(Extracted data entries)

--- START ---

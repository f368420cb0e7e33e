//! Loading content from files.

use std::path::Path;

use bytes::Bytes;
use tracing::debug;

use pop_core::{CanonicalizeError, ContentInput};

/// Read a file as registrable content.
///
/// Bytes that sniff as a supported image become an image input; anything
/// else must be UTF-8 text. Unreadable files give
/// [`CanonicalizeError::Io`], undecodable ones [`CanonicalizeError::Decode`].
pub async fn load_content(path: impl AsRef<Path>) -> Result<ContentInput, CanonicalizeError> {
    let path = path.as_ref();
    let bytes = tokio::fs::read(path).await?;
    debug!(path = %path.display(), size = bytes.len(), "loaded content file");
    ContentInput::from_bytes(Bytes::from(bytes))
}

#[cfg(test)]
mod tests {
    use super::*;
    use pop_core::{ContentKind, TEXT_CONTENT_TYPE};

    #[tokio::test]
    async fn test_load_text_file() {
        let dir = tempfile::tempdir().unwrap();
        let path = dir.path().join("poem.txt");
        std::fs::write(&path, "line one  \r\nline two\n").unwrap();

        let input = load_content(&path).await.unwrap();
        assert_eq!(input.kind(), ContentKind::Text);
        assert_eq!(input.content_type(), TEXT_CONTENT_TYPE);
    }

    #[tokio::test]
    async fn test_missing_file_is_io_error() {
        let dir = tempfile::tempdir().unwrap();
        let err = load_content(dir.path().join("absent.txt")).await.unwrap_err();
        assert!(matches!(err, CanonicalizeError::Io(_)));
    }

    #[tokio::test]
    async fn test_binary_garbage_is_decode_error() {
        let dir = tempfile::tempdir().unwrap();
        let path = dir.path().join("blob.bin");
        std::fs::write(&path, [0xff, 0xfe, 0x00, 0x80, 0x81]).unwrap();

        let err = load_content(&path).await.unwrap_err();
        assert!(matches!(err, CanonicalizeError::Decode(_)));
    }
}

--- END ---
--- START ---

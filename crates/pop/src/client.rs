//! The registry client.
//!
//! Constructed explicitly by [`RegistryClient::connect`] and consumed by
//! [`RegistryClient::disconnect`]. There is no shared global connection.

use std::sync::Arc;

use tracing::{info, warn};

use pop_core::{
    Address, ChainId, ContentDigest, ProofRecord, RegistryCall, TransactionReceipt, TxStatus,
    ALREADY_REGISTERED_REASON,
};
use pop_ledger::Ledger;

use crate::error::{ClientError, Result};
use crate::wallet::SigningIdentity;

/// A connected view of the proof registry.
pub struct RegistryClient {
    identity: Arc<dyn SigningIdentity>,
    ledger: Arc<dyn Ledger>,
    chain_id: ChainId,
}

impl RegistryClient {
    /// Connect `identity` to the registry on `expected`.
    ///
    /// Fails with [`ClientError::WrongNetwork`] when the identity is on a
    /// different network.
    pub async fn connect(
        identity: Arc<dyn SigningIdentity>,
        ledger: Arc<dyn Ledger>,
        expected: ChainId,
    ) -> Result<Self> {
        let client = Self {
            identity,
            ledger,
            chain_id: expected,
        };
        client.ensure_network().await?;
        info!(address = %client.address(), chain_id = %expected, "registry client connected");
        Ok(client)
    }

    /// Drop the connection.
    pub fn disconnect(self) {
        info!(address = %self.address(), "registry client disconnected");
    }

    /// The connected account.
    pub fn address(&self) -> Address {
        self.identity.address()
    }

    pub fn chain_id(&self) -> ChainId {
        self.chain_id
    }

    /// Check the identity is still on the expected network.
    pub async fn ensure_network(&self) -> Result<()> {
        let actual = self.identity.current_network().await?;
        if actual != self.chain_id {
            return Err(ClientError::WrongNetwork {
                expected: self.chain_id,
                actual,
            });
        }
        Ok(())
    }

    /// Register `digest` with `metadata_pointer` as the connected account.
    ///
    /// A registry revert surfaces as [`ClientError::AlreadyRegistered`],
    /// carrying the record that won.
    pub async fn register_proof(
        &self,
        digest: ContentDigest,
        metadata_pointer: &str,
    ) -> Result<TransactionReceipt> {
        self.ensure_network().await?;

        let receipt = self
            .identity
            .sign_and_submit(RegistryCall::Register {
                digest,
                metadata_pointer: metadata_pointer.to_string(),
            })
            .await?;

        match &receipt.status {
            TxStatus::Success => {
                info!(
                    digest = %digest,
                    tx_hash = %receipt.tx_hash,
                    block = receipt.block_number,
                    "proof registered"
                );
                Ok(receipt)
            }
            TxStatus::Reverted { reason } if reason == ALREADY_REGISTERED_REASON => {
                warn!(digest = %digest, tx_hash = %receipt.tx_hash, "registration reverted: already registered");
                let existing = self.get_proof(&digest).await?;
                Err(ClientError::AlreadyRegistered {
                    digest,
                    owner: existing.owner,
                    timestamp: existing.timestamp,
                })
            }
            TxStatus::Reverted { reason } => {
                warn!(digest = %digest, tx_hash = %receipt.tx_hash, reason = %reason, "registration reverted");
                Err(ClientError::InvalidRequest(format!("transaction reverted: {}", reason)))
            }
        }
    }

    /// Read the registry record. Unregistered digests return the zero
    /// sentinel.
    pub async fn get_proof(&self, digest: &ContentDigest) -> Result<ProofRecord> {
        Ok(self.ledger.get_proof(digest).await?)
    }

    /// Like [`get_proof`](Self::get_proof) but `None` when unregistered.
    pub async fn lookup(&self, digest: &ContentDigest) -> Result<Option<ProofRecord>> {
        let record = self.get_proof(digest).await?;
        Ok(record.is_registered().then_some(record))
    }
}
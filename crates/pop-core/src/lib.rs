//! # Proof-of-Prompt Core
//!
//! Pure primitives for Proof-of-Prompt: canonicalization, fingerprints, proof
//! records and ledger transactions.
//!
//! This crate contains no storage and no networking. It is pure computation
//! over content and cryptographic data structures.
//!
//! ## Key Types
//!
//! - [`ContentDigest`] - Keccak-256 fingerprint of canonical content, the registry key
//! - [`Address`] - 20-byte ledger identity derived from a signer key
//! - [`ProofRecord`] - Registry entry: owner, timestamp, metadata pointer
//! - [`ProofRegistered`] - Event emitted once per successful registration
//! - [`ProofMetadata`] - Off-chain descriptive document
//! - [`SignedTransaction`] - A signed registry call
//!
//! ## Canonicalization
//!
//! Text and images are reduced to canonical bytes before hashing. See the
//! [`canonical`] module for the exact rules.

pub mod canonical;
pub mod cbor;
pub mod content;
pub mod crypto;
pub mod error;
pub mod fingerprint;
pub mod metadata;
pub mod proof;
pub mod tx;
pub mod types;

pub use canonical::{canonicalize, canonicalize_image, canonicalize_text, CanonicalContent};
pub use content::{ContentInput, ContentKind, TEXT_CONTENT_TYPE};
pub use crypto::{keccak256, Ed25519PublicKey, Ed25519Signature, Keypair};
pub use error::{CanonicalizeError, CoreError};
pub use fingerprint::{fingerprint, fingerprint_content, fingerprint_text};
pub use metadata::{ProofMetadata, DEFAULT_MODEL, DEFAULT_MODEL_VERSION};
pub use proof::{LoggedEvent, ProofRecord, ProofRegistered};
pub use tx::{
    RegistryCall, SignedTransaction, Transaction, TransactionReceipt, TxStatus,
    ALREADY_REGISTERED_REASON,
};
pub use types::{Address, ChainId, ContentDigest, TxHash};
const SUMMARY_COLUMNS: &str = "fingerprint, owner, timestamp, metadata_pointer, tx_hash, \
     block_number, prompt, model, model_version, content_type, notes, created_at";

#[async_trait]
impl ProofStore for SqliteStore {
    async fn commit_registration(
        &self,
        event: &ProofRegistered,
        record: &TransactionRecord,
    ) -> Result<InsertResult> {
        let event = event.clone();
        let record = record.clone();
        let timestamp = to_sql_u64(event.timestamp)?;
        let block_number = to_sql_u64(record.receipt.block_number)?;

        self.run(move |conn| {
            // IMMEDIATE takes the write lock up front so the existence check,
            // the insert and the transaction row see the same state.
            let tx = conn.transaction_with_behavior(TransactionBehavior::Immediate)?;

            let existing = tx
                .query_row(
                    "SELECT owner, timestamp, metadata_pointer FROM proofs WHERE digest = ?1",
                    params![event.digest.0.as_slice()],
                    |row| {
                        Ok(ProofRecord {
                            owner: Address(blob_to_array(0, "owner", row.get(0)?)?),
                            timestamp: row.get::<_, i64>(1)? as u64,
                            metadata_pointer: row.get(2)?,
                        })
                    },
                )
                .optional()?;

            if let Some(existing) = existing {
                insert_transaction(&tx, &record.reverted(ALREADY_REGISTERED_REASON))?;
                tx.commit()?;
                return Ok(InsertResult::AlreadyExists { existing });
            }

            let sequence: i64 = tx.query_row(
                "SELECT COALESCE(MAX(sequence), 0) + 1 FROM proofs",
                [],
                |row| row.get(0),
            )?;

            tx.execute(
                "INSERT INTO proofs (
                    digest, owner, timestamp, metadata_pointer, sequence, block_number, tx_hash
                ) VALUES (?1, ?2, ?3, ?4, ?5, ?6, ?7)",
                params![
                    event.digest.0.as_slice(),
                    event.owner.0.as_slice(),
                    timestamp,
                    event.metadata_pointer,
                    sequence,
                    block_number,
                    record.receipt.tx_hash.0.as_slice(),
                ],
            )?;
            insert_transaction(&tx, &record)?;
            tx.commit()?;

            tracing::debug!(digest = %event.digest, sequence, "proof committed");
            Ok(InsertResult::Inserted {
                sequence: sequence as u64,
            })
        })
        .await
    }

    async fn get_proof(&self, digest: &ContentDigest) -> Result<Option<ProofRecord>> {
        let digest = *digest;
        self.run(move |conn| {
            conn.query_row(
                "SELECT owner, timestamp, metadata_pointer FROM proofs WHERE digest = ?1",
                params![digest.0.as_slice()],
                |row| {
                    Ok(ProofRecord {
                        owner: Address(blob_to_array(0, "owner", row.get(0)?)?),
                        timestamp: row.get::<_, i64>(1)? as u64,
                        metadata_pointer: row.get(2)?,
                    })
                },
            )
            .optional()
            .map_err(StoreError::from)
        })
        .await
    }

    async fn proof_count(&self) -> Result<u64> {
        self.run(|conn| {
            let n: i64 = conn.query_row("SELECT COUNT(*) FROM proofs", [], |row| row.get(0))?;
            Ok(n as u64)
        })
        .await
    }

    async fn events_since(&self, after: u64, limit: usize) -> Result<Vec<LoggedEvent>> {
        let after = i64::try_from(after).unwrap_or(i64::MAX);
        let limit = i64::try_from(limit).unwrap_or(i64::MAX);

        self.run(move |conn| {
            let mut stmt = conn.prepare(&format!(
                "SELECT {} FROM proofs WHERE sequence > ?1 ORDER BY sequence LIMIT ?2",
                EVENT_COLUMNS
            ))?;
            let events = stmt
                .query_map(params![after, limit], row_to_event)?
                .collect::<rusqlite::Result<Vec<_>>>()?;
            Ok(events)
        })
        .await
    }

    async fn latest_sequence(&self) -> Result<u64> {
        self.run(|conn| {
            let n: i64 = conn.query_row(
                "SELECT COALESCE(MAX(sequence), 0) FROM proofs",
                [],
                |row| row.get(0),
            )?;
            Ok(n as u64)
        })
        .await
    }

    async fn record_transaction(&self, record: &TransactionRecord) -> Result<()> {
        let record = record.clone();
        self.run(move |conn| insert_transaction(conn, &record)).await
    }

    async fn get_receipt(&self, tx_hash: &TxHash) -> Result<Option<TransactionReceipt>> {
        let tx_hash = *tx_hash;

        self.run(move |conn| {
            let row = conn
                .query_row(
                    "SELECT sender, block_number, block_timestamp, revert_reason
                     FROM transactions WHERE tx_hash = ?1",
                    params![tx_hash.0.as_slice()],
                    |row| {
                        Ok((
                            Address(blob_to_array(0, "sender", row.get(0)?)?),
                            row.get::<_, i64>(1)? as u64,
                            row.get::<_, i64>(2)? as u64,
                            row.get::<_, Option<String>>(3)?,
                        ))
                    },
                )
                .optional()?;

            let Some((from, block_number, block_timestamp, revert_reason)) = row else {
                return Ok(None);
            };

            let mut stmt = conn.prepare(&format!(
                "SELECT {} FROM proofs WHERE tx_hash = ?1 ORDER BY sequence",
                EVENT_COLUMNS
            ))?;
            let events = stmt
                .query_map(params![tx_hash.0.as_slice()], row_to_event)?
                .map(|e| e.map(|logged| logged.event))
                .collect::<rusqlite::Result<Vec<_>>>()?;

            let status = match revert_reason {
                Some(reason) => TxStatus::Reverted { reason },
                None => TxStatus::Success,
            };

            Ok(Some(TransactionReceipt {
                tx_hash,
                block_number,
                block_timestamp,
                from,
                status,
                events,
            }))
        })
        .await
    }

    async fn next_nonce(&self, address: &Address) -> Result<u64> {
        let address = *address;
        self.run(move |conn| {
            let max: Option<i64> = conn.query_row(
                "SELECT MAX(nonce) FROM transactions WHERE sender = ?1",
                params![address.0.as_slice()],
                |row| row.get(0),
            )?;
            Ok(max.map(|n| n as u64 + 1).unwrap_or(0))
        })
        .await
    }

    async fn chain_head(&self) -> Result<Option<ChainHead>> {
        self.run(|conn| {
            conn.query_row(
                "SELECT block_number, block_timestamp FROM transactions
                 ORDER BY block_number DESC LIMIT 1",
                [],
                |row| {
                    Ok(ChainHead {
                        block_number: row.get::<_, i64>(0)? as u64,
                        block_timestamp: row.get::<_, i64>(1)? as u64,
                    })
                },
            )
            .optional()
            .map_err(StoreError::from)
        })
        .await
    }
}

--- END ---

» **YOUR TASK**
Search the entries for the string "info" and copy each line where it occurs.

» **SOLUTION FOR THIS EXERCISE**
use tracing::{info, warn};
        info!(address = %client.address(), chain_id = %expected, "registry client connected");
        info!(address = %self.address(), "registry client disconnected");
                info!(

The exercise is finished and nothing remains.